### Task to carry out
Could you print every line from the first one of the records below through the line containing "of the per-entity", with both included and nothing else?

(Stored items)
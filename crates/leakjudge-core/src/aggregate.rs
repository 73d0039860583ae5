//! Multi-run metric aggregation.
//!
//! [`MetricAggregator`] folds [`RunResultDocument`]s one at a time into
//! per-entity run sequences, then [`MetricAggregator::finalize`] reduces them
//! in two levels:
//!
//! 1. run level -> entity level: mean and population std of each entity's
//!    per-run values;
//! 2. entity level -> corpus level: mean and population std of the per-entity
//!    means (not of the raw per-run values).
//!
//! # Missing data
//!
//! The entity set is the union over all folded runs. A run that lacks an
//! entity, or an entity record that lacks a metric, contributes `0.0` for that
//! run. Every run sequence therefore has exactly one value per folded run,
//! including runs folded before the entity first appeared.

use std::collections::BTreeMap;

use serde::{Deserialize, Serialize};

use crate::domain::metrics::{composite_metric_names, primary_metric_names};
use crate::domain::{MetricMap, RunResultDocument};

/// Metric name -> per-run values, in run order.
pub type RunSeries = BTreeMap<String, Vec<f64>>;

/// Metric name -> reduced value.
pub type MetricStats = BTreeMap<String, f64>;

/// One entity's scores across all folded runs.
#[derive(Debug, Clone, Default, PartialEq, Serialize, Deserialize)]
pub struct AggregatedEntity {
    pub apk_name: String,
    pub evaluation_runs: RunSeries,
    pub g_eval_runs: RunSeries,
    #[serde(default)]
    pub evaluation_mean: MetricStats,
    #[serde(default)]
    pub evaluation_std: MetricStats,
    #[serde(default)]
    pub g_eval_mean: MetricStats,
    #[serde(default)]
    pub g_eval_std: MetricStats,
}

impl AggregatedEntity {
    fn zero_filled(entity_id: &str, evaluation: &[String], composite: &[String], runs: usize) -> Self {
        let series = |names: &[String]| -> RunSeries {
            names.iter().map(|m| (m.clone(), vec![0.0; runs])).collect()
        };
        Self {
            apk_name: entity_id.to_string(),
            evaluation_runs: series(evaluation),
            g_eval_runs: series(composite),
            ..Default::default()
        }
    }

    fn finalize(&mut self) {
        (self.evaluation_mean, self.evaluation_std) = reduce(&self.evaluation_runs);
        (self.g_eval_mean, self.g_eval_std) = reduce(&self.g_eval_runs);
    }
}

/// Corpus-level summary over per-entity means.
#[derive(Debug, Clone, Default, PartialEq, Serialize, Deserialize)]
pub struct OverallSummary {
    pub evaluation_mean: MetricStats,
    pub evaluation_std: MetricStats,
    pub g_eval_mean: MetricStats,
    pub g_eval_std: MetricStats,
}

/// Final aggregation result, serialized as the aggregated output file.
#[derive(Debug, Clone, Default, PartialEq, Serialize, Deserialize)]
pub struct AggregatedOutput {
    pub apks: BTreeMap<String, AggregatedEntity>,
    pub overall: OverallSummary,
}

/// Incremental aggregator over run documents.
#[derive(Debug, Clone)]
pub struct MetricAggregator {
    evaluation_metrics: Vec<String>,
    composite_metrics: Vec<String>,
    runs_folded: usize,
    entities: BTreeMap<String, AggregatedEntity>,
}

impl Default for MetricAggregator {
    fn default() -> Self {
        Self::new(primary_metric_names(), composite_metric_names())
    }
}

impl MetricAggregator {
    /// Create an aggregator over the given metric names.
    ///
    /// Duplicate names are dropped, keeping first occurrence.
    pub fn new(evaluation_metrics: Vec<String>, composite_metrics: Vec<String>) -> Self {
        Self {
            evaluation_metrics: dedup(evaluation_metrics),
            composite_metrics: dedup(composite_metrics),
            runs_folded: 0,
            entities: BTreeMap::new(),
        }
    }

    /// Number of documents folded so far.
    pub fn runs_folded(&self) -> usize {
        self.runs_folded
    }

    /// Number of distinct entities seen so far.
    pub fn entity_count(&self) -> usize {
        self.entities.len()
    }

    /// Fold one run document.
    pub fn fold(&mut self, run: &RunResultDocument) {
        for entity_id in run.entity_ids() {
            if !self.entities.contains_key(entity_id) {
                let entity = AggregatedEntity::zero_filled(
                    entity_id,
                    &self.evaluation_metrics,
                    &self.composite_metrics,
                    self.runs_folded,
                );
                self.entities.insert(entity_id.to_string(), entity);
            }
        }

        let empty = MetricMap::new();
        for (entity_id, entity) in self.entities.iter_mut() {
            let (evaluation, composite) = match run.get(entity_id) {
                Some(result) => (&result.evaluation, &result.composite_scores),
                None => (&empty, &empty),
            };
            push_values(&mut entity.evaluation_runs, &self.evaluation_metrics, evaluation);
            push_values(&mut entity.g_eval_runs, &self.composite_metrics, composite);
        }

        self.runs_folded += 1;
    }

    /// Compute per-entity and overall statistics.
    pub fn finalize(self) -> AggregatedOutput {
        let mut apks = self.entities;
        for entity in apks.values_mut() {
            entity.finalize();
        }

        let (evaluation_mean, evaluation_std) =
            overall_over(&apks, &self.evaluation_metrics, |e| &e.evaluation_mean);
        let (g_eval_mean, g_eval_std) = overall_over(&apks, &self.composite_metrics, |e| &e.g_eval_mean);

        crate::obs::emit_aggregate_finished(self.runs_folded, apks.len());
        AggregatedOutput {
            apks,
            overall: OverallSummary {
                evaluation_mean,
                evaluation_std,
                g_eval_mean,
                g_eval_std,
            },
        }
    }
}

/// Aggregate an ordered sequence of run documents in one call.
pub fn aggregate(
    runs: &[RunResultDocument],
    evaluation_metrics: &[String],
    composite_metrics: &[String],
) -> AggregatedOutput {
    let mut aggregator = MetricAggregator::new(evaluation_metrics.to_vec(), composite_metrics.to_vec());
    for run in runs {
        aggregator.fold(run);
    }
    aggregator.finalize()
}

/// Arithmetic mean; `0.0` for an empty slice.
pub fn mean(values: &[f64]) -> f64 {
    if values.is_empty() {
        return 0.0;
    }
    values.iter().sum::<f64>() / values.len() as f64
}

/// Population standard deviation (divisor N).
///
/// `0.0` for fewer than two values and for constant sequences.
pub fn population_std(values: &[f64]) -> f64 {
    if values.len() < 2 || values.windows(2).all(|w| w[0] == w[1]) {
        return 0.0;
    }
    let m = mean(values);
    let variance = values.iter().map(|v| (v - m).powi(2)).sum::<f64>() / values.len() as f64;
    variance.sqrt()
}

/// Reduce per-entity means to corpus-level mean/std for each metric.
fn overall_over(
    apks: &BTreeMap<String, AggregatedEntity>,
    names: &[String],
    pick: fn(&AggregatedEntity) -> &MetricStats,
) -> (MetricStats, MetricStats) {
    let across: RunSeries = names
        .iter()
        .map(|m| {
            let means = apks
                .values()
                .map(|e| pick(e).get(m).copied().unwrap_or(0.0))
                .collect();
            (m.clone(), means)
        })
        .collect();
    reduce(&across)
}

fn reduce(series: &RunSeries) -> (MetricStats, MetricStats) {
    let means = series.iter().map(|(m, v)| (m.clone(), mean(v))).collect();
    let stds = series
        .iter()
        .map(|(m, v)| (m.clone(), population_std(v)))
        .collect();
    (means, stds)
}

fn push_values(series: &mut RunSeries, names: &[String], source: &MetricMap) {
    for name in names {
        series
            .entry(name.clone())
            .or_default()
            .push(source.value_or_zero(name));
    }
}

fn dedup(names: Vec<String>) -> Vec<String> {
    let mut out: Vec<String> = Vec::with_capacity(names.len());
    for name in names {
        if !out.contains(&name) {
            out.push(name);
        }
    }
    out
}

### Answer section
filename crates/leakjudge-core/src/aggregate.rs
repository 73d0039860583ae5
//! Multi-run metric aggregation.
//!
//! [`MetricAggregator`] folds [`RunResultDocument`]s one at a time into
//! per-entity run sequences, then [`MetricAggregator::finalize`] reduces them
//! in two levels:
//!
//! 1. run level -> entity level: mean and population std of each entity's
//!    per-run values;
//! 2. entity level -> corpus level: mean and population std of the per-entity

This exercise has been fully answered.